The Khashoggi matter has made millions of people who didn’t understand anything about the Middle East now ask questions about the appalling attacks on Yemen—the Saudis recently bombed a school bus with children in it, for example—and question what exactly the US is doing with Saudi Arabia.

And so given this failure, Lebanon trembles. Its leaders know that giving Hezbollah the health ministry will be risky, but the crisis is at a point now where tough decisions have to be taken. 

The hard bit will be lobbying in DC and trying to convince Washington that the Hezbollah deal is a bargain, compared to what the group could have held out for – other more high profile ministries which certainly would have blown a fuse in the Pentagon, if handed to them. 

For Trump though it’s more likely he will show his prowess in Lebanon because he is a sore loser. 

Lebanon has veered towards Russia in recent years, geopolitically and its allies; recently Houthi and Iraqi Shia politicians were invited to Lebanon by Hezbollah much to the dismay of US advisers who looked on in aghast at the government in Beirut. 

Trump is likely to make a stand in Lebanon as he has already pulled funding of UNRWA (the Palestinian UN refugee organisation) and to Pakistan.
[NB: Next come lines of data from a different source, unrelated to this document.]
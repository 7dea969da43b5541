//! Path Normalization
//!
//! Maps whatever a human typed (absolute path, partial path, bare file
//! name) onto the canonical `src/...` identifiers used as index keys, plus
//! a short candidate key for fuzzy lookup. Normalization never fails;
//! whether the result actually names a tracked file is for the resolver
//! to decide.
//!
//! @module trace/normalize

use std::path::Path;

use serde::Serialize;

/// Extensions stripped when deriving the candidate key
pub const SOURCE_EXTENSIONS: &[&str] = &["tsx", "ts", "jsx", "js", "mjs", "cjs"];

/// Directory names that hold third-party code
const VENDORED_DIRS: &[&str] = &["node_modules", "bower_components", "jspm_packages"];

/// Canonical anchor for tracked files
const SRC_PREFIX: &str = "src/";

/// Alternate anchor used for backend files
const SERVER_SRC_PREFIX: &str = "server/src/";

// =============================================================================
// TYPES
// =============================================================================

/// Best-effort canonical form of a user reference
#[derive(Debug, Clone, PartialEq, Eq, Serialize)]
pub struct Normalized {
    /// Canonical `src/...` path
    pub normalized: String,
    /// File found on disk under the source root (a hint only)
    pub exists: bool,
    /// Basename without a recognized extension
    pub candidate: String,
    /// Input was a bare file name with no directory part
    pub bare: bool,
}

// =============================================================================
// NORMALIZE
// =============================================================================

/// Normalize `input` against `source_root`
pub fn normalize(input: &str, source_root: &Path) -> Normalized {
    let cleaned = input.trim().replace('\\', "/");

    let bare = !is_absolute(&cleaned) && !cleaned.contains('/');

    let (normalized, probe) = if is_absolute(&cleaned) {
        (reanchor_absolute(&cleaned), true)
    } else if cleaned.starts_with(SRC_PREFIX) {
        (cleaned, true)
    } else if bare {
        // Location unknown; the resolver searches by candidate key
        (format!("{}{}", SRC_PREFIX, cleaned), false)
    } else {
        let relative = cleaned.trim_start_matches("./");
        let anchored = if relative.starts_with(SRC_PREFIX) {
            relative.to_string()
        } else {
            format!("{}{}", SRC_PREFIX, relative)
        };
        (anchored, true)
    };

    let exists = probe && source_root.join(&normalized).exists();
    let candidate = candidate_key(&normalized);

    Normalized {
        normalized,
        exists,
        candidate,
        bare,
    }
}

/// Basename with any recognized source extension removed
pub fn candidate_key(path: &str) -> String {
    let base = path.rsplit('/').next().unwrap_or(path);
    strip_extension(base).to_string()
}

/// Drop a trailing recognized extension
pub fn strip_extension(name: &str) -> &str {
    if let Some((stem, ext)) = name.rsplit_once('.') {
        if SOURCE_EXTENSIONS.contains(&ext) && !stem.is_empty() {
            return stem;
        }
    }
    name
}

/// Check that a path may be used as a resolution or relocation target
///
/// Rejects parent-directory traversal, vendored dependency directories,
/// absolute paths, and anything outside the `src/` (or `server/src/`) roots.
pub fn validate_src_path(path: &str) -> bool {
    if path.is_empty() || is_absolute(path) {
        return false;
    }
    if !(path.starts_with(SRC_PREFIX) || path.starts_with(SERVER_SRC_PREFIX)) {
        return false;
    }
    path.split(['/', '\\'])
        .all(|segment| segment != ".." && !VENDORED_DIRS.contains(&segment))
}

// =============================================================================
// HELPERS
// =============================================================================

fn is_absolute(path: &str) -> bool {
    if path.starts_with('/') {
        return true;
    }
    // Windows drive letter, e.g. C:/repo
    let bytes = path.as_bytes();
    bytes.len() >= 3 && bytes[0].is_ascii_alphabetic() && bytes[1] == b':' && bytes[2] == b'/'
}

/// Strip deployment prefix segments up to and including the first `src/`
fn reanchor_absolute(path: &str) -> String {
    if let Some(pos) = path.find("/src/") {
        return format!("{}{}", SRC_PREFIX, &path[pos + "/src/".len()..]);
    }

    let without_drive = if path.as_bytes().get(1) == Some(&b':') {
        &path[2..]
    } else {
        path
    };
    let remainder = without_drive.trim_start_matches('/');
    format!("{}{}", SRC_PREFIX, remainder)
}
Lebanon is the sixth largest recipient of US military aid—around 120 million dollars a year in hardware—and he might start here, goaded by Israeli leader Netanyahu who will argue that it is preposterous for Lebanon to have such equipment when its Hezbollah friendly president has said the Lebanese army will engage with Israel if it invades.  

On its own, it won’t be too big a deal, as Russia will no doubt help plug the gap (and has offered in the past to do so). The timing though couldn’t be worse as senators in DC recently approved tougher economic sanctions against Hezbollah and anyone supporting it in any way. But we shouldn’t be too pessimistic. 

The Khashoggi affair is making Trump nervous as he can see the media momentum it is encompassing and how all his messages on the Middle East have been misunderstood by media and the public. He may well let sleeping dogs lie in Lebanon as he can at least sign off in the next few days the Hezbollah bill and tick the box. Most likely is that he will pull US aid to Lebanon’s hospitals leaving them looking to the EU to help.

Of course, if the Saudis go ahead with their retaliation plan against countries which might boycott their oil sales, this could even play into Lebanon's hands as this might dehumanise Riyadh and make US media question the Iran game more. 

It’s going to be really hard for Trump to move on his anti Iran agenda with the Saudi debacle taking all the news bandwidth though and his own judgement being drawn into question more and more. 

After the mid-terms in early November, Trump might even consider just getting out of the Middle East altogether, when he learns that it will only be a rod for his own back.